-------- MATERIAL SUPPLIED --------
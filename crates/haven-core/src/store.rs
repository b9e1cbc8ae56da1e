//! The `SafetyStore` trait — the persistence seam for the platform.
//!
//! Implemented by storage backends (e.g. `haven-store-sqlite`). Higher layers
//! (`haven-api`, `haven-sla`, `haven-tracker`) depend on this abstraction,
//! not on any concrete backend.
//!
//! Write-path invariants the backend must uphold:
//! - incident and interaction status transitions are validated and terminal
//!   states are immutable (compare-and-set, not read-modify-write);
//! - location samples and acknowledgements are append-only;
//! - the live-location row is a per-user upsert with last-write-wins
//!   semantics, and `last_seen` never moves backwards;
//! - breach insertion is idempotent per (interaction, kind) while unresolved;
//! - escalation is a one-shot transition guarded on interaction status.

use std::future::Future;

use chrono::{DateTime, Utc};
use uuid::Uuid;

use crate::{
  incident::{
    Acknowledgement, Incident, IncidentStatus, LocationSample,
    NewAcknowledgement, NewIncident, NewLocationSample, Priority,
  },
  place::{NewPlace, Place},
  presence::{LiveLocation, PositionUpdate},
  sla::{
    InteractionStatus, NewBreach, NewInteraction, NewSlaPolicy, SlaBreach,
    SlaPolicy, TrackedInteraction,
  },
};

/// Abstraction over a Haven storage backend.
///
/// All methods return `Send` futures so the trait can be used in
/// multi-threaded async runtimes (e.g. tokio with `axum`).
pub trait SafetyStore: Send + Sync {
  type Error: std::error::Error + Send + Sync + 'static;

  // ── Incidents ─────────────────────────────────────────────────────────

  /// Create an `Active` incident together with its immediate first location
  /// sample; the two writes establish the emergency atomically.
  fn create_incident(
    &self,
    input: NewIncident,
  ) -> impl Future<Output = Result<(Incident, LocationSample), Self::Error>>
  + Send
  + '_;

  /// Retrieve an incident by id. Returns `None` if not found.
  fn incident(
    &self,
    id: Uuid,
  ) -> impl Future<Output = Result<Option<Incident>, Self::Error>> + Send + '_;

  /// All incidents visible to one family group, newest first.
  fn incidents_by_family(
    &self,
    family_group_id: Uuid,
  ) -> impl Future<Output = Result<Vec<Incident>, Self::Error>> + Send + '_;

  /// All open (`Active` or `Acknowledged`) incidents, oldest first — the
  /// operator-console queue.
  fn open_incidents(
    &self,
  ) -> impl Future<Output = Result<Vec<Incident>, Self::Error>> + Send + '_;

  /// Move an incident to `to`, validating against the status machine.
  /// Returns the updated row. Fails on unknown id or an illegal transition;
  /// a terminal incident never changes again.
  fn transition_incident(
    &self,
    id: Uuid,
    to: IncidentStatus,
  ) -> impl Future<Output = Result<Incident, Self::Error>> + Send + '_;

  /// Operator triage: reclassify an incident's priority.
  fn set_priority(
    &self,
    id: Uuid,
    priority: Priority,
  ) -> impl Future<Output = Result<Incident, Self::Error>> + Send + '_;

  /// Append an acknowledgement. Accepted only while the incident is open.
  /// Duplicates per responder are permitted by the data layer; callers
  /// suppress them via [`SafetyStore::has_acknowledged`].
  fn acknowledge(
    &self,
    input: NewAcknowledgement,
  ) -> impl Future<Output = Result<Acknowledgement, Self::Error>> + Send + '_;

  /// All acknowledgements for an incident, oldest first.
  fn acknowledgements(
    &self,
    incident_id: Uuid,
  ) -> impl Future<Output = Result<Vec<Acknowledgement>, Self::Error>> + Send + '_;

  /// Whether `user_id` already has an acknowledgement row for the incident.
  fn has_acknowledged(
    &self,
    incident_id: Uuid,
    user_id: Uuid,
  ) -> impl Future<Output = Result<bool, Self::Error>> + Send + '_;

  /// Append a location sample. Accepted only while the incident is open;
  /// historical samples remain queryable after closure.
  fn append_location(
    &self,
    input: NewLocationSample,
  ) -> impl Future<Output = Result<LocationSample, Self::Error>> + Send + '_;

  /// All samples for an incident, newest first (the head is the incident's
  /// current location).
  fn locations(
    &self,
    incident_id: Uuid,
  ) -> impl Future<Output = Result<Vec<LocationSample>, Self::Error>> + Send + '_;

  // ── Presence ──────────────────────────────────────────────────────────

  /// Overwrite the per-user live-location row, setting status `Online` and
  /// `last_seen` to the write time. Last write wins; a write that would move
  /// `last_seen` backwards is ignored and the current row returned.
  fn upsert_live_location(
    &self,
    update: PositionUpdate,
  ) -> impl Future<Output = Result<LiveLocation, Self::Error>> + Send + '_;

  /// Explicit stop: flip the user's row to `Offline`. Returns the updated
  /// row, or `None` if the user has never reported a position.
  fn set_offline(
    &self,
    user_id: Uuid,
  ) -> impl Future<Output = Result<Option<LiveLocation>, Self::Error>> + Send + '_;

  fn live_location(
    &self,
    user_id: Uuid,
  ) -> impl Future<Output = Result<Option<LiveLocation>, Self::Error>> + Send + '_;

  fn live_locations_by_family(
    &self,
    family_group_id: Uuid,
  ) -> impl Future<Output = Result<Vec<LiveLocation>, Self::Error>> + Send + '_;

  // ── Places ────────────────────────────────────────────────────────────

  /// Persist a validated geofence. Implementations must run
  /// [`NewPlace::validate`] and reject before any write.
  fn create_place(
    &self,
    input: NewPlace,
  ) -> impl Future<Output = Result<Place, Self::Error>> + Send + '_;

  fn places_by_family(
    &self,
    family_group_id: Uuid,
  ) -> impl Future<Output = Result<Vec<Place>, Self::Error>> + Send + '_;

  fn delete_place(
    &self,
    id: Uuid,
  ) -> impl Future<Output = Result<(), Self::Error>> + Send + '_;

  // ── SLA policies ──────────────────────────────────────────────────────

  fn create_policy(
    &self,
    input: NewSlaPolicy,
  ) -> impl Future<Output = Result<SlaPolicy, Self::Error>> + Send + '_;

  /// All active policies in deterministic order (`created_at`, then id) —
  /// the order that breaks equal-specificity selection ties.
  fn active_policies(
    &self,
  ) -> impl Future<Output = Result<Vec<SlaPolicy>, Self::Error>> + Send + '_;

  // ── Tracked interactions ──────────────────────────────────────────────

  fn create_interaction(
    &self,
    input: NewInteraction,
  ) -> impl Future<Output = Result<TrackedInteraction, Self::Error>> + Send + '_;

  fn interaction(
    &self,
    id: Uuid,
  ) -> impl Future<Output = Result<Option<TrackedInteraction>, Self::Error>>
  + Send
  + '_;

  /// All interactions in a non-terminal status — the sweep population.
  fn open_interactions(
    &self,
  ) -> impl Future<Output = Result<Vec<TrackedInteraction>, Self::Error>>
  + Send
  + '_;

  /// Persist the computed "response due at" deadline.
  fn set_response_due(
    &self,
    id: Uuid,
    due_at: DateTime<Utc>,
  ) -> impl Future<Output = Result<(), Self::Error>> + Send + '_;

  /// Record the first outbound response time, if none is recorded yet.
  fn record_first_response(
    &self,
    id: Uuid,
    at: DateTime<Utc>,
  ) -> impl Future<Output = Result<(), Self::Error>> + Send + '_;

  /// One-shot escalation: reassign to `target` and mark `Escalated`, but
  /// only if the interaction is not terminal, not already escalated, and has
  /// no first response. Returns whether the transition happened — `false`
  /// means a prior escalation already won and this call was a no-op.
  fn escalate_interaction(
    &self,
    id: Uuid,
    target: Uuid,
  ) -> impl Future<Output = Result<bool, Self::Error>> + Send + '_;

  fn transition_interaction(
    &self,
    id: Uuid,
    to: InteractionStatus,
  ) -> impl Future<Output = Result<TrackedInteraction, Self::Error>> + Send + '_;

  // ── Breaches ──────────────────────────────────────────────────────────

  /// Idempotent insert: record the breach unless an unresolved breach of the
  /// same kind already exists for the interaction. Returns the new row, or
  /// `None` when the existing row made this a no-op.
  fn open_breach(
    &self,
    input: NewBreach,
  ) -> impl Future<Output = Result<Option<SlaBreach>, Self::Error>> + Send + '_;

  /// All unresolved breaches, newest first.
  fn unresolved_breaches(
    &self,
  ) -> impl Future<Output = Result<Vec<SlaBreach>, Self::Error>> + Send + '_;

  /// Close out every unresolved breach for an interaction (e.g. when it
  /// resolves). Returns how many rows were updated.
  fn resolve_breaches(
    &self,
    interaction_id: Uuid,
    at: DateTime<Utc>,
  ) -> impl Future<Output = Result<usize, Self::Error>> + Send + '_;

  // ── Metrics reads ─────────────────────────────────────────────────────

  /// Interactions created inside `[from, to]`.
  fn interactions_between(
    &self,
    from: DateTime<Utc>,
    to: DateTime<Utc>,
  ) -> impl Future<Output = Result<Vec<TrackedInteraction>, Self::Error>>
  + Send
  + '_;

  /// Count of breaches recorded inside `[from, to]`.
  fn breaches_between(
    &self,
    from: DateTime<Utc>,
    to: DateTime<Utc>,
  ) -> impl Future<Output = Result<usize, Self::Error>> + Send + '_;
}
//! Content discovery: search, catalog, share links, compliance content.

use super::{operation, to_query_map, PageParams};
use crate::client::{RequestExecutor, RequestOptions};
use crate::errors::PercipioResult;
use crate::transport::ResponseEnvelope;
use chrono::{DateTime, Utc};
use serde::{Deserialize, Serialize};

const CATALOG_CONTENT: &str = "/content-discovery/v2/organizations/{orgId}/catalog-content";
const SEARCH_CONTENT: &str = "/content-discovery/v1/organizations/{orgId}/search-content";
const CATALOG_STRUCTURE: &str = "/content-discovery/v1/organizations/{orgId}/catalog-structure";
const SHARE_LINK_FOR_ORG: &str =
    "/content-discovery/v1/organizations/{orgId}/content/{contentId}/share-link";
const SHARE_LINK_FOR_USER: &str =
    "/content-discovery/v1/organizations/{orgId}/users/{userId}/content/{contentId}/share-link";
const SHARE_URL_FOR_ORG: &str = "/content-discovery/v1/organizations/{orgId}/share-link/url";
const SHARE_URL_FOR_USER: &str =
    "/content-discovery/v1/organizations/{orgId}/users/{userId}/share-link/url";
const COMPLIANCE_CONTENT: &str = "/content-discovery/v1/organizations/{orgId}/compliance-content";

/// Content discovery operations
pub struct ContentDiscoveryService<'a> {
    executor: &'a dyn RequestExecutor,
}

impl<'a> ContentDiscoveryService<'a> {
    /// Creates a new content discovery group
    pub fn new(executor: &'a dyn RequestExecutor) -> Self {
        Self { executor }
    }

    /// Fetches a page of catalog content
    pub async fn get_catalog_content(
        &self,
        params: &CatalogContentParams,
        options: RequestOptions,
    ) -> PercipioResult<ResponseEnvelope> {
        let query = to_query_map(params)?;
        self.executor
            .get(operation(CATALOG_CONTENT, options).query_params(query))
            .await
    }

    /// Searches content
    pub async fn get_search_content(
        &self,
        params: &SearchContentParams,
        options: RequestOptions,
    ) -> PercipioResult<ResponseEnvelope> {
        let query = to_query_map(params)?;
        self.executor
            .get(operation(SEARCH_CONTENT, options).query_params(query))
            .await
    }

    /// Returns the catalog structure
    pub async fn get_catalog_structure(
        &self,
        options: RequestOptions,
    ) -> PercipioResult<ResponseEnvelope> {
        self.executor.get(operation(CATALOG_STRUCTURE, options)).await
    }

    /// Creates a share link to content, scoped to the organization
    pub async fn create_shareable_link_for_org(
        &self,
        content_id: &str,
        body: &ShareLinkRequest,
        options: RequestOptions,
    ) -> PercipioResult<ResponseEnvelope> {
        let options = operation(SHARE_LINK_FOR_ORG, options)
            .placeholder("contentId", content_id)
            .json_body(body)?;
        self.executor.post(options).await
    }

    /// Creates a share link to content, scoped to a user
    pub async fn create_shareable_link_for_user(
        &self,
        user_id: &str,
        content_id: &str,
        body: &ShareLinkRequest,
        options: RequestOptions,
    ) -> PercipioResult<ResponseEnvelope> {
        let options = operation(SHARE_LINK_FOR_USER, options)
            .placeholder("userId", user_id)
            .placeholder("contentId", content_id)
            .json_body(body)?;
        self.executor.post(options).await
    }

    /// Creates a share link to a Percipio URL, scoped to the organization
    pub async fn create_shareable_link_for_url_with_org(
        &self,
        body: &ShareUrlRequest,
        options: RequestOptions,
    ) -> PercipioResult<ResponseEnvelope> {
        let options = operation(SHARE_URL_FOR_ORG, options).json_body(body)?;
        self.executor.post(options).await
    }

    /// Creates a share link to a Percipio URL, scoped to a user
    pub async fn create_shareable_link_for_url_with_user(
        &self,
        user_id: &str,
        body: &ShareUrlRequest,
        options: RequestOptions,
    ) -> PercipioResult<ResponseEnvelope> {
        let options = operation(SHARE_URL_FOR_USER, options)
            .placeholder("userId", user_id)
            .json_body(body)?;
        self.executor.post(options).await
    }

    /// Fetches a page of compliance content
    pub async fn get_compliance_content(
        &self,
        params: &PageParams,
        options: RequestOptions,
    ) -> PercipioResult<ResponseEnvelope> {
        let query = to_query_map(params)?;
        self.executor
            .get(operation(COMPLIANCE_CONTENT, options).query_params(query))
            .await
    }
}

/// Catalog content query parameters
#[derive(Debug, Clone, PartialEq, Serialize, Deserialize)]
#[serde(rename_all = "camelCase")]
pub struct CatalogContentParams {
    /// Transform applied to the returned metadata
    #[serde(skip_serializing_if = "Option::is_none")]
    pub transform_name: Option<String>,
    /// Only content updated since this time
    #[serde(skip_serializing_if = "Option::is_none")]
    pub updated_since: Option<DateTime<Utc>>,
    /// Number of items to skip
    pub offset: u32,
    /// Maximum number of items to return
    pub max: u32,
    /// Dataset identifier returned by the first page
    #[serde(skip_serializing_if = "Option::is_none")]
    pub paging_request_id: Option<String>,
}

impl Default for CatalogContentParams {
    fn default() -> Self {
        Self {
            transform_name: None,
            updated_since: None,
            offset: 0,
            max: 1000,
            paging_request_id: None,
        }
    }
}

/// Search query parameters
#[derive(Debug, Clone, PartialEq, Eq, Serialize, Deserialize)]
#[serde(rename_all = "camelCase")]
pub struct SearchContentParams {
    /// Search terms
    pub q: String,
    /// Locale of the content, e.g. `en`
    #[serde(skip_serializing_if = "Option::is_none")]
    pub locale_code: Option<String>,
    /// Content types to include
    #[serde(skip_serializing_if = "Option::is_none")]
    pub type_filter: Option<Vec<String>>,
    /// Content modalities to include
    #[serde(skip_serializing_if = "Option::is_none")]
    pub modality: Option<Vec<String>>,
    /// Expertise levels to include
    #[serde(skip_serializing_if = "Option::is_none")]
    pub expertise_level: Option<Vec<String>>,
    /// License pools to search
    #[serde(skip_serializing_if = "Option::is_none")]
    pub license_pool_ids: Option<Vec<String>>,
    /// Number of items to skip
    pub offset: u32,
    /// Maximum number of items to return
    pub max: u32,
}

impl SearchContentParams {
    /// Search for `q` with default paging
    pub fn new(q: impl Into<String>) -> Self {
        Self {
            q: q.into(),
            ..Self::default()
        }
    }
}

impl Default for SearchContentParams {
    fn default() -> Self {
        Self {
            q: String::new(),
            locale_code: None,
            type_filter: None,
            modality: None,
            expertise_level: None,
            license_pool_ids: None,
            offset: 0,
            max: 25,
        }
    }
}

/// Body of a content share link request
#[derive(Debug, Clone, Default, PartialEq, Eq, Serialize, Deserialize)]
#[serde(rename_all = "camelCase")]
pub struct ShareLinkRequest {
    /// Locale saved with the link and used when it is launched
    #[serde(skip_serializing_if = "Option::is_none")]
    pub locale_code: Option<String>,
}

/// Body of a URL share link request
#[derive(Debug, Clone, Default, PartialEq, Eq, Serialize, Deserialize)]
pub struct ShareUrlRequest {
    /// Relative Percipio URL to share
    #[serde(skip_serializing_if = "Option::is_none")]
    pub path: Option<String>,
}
--------
-------- MATERIAL SUPPLIED --------
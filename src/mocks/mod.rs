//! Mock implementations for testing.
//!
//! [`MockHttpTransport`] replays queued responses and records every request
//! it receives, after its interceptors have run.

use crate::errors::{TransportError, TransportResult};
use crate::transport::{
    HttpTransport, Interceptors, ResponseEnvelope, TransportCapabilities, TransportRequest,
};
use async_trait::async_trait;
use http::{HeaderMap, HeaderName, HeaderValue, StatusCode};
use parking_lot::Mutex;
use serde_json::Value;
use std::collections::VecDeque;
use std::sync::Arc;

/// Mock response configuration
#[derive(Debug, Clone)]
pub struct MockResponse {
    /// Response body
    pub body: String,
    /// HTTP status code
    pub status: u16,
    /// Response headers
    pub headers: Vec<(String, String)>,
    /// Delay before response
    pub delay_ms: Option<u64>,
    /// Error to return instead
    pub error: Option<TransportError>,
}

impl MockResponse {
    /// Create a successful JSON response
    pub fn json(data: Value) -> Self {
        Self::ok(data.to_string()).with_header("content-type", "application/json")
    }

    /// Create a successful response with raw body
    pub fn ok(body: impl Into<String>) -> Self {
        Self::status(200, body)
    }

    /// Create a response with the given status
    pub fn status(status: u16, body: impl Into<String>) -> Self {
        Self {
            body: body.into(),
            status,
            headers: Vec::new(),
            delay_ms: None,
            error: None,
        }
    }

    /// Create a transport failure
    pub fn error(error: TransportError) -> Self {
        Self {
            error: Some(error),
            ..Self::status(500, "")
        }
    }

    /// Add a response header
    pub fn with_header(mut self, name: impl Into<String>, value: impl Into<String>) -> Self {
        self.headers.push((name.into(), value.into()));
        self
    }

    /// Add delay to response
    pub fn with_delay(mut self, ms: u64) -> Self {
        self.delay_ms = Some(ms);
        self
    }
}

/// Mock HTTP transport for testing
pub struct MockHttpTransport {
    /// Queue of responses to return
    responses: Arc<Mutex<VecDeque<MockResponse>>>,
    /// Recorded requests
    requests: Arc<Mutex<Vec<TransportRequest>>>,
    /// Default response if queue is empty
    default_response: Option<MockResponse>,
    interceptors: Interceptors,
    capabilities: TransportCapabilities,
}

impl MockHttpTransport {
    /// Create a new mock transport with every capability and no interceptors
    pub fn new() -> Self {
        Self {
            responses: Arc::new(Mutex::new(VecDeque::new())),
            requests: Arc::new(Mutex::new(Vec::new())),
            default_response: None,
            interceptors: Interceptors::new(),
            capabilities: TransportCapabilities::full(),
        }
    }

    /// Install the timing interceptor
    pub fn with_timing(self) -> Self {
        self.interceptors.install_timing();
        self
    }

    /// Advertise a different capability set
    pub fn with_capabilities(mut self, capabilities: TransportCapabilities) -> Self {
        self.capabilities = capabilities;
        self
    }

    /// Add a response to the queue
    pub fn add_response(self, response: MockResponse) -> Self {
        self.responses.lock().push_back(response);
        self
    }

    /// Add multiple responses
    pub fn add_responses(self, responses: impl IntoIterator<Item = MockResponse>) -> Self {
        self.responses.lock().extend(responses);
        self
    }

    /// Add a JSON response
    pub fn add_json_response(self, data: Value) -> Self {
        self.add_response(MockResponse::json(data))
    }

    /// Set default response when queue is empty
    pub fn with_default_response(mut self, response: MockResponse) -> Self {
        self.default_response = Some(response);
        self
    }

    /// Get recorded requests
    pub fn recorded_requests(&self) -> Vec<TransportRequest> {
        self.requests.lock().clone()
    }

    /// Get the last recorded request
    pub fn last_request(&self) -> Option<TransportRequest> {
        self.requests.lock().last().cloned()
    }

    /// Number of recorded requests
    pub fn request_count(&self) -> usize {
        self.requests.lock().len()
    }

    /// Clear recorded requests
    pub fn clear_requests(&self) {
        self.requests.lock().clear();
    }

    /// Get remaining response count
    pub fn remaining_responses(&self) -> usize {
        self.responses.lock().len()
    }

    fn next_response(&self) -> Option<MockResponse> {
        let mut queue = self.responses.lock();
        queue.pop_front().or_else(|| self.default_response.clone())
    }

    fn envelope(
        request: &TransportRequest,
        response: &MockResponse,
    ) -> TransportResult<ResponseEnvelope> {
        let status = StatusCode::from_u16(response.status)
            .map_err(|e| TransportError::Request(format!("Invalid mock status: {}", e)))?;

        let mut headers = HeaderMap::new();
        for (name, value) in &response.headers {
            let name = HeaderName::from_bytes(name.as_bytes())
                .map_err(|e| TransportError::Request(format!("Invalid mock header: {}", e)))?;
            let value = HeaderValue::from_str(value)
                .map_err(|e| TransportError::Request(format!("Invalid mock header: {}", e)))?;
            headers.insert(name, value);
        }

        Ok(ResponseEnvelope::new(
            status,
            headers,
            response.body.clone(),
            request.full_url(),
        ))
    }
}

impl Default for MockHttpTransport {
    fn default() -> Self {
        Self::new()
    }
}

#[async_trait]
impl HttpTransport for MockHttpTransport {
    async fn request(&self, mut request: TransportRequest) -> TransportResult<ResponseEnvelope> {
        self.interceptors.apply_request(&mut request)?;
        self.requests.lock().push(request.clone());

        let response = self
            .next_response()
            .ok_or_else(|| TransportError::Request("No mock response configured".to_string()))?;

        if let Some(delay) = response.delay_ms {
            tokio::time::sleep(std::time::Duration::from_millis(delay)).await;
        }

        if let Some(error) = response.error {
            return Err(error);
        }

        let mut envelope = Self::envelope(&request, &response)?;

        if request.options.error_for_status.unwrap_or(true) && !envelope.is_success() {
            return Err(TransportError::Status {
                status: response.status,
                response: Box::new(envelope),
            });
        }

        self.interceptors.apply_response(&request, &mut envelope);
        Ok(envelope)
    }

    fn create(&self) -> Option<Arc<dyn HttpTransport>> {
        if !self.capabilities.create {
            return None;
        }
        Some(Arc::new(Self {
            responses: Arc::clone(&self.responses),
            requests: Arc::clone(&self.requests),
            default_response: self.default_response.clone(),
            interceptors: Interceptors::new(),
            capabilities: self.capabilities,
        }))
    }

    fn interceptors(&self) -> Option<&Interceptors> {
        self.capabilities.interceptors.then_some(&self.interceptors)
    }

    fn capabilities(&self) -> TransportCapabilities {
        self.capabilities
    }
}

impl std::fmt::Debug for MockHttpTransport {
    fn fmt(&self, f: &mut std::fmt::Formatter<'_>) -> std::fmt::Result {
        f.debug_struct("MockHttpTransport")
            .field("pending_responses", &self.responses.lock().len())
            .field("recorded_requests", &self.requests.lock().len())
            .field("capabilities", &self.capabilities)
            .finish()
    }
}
--------
TRY IT =>
Could you set down, exactly as written, the lines above between the one holding "a response header" and the one holding "pub fn add_response(self, response: MockResponse)", inclusive, and nothing more?

REPLY TO THE EXERCISE =>
    /// Add a response header
    pub fn with_header(mut self, name: impl Into<String>, value: impl Into<String>) -> Self {
        self.headers.push((name.into(), value.into()));
        self
    }

    /// Add delay to response
    pub fn with_delay(mut self, ms: u64) -> Self {
        self.delay_ms = Some(ms);
        self
    }
}

/// Mock HTTP transport for testing
pub struct MockHttpTransport {
    /// Queue of responses to return
    responses: Arc<Mutex<VecDeque<MockResponse>>>,
    /// Recorded requests
    requests: Arc<Mutex<Vec<TransportRequest>>>,
    /// Default response if queue is empty
    default_response: Option<MockResponse>,
    interceptors: Interceptors,
    capabilities: TransportCapabilities,
}

impl MockHttpTransport {
    /// Create a new mock transport with every capability and no interceptors
    pub fn new() -> Self {
        Self {
            responses: Arc::new(Mutex::new(VecDeque::new())),
            requests: Arc::new(Mutex::new(Vec::new())),
            default_response: None,
            interceptors: Interceptors::new(),
            capabilities: TransportCapabilities::full(),
        }
    }

    /// Install the timing interceptor
    pub fn with_timing(self) -> Self {
        self.interceptors.install_timing();
        self
    }

    /// Advertise a different capability set
    pub fn with_capabilities(mut self, capabilities: TransportCapabilities) -> Self {
        self.capabilities = capabilities;
        self
    }

    /// Add a response to the queue
    pub fn add_response(self, response: MockResponse) -> Self {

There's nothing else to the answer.